#### Exercise instructions
Restate each record exactly as it was written.

(Saved data entries)
//! Formula terms understood by the reference GLM
//!
//! Grammar: `[response] ~ term + term ...` where a term is a column name
//! (used as a numeric covariate), `factor(column)` (dummy coded against the
//! first level seen), `1` (intercept, the default) or `0` / `-1` (no intercept).

use super::{EstimatorError, FormulaSpec};

/// A single right-hand-side term
#[derive(Debug, Clone, PartialEq, Eq)]
pub enum Term {
    Numeric(String),
    Factor(String),
}

impl Term {
    pub fn column(&self) -> &str {
        match self {
            Term::Numeric(c) | Term::Factor(c) => c,
        }
    }
}

/// Parsed formula
#[derive(Debug, Clone, PartialEq, Eq)]
pub struct Formula {
    pub response: Option<String>,
    pub intercept: bool,
    pub terms: Vec<Term>,
}

impl Formula {
    pub fn parse(spec: &FormulaSpec) -> Result<Self, EstimatorError> {
        let raw = spec.as_str();
        let error = |reason: &str| EstimatorError::Formula {
            formula: raw.to_string(),
            reason: reason.to_string(),
        };

        let (lhs, rhs) = match raw.split_once('~') {
            Some((lhs, rhs)) => (lhs.trim(), rhs.trim()),
            None => return Err(error("missing '~'")),
        };
        if rhs.contains('~') {
            return Err(error("more than one '~'"));
        }

        let response = if lhs.is_empty() {
            None
        } else if is_identifier(lhs) {
            Some(lhs.to_string())
        } else {
            return Err(error("response must be a column name"));
        };

        let mut intercept = true;
        let mut terms = Vec::new();

        // "-1" arrives as a "-" separated piece; normalise to "+ -1"
        let compact: String = rhs.split_whitespace().collect();
        let normalised = compact.replace('-', "+-");
        for piece in normalised.split('+').map(str::trim) {
            match piece {
                "" => {
                    if rhs.is_empty() {
                        return Err(error("empty right-hand side"));
                    }
                }
                "1" => intercept = true,
                "0" | "-1" => intercept = false,
                p if p.starts_with("factor(") && p.ends_with(')') => {
                    let inner = p["factor(".len()..p.len() - 1].trim();
                    if !is_identifier(inner) {
                        return Err(error("factor() needs a column name"));
                    }
                    push_unique(&mut terms, Term::Factor(inner.to_string()));
                }
                p if is_identifier(p) => push_unique(&mut terms, Term::Numeric(p.to_string())),
                _ => return Err(error(&format!("unsupported term '{}'", piece))),
            }
        }

        if !intercept && terms.is_empty() {
            return Err(error("model has no terms"));
        }

        Ok(Self { response, intercept, terms })
    }
}

fn push_unique(terms: &mut Vec<Term>, term: Term) {
    if !terms.contains(&term) {
        terms.push(term);
    }
}

fn is_identifier(s: &str) -> bool {
    let mut chars = s.chars();
    match chars.next() {
        Some(c) if c.is_alphabetic() || c == '_' => {}
        _ => return false,
    }
    chars.all(|c| c.is_alphanumeric() || c == '_' || c == '.')
}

#### Answer
//! Formula terms understood by the reference GLM
//!
//! Grammar: `[response] ~ term + term ...` where a term is a column name
//! (used as a numeric covariate), `factor(column)` (dummy coded against the
//! first level seen), `1` (intercept, the default) or `0` / `-1` (no intercept).

use super::{EstimatorError, FormulaSpec};

/// A single right-hand-side term
#[derive(Debug, Clone, PartialEq, Eq)]
pub enum Term {
    Numeric(String),
    Factor(String),
}

impl Term {
    pub fn column(&self) -> &str {
        match self {
            Term::Numeric(c) | Term::Factor(c) => c,
        }
    }
}

/// Parsed formula
#[derive(Debug, Clone, PartialEq, Eq)]
pub struct Formula {
    pub response: Option<String>,
    pub intercept: bool,
    pub terms: Vec<Term>,
}

impl Formula {
    pub fn parse(spec: &FormulaSpec) -> Result<Self, EstimatorError> {
        let raw = spec.as_str();
        let error = |reason: &str| EstimatorError::Formula {
            formula: raw.to_string(),
            reason: reason.to_string(),
        };

        let (lhs, rhs) = match raw.split_once('~') {
            Some((lhs, rhs)) => (lhs.trim(), rhs.trim()),
            None => return Err(error("missing '~'")),
        };
        if rhs.contains('~') {
            return Err(error("more than one '~'"));
        }

        let response = if lhs.is_empty() {
            None
        } else if is_identifier(lhs) {
            Some(lhs.to_string())
        } else {
            return Err(error("response must be a column name"));
        };

        let mut intercept = true;
        let mut terms = Vec::new();

        // "-1" arrives as a "-" separated piece; normalise to "+ -1"
        let compact: String = rhs.split_whitespace().collect();
        let normalised = compact.replace('-', "+-");
        for piece in normalised.split('+').map(str::trim) {
            match piece {
                "" => {
                    if rhs.is_empty() {
                        return Err(error("empty right-hand side"));
                    }
                }
                "1" => intercept = true,
                "0" | "-1" => intercept = false,
                p if p.starts_with("factor(") && p.ends_with(')') => {
                    let inner = p["factor(".len()..p.len() - 1].trim();
                    if !is_identifier(inner) {
                        return Err(error("factor() needs a column name"));
                    }
                    push_unique(&mut terms, Term::Factor(inner.to_string()));
                }
                p if is_identifier(p) => push_unique(&mut terms, Term::Numeric(p.to_string())),
                _ => return Err(error(&format!("unsupported term '{}'", piece))),
            }
        }

        if !intercept && terms.is_empty() {
            return Err(error("model has no terms"));
        }

        Ok(Self { response, intercept, terms })
    }
}

fn push_unique(terms: &mut Vec<Term>, term: Term) {
    if !terms.contains(&term) {
        terms.push(term);
    }
}

fn is_identifier(s: &str) -> bool {
    let mut chars = s.chars();
    match chars.next() {
        Some(c) if c.is_alphabetic() || c == '_' => {}
        _ => return false,
    }
    chars.all(|c| c.is_alphanumeric() || c == '_' || c == '.')
}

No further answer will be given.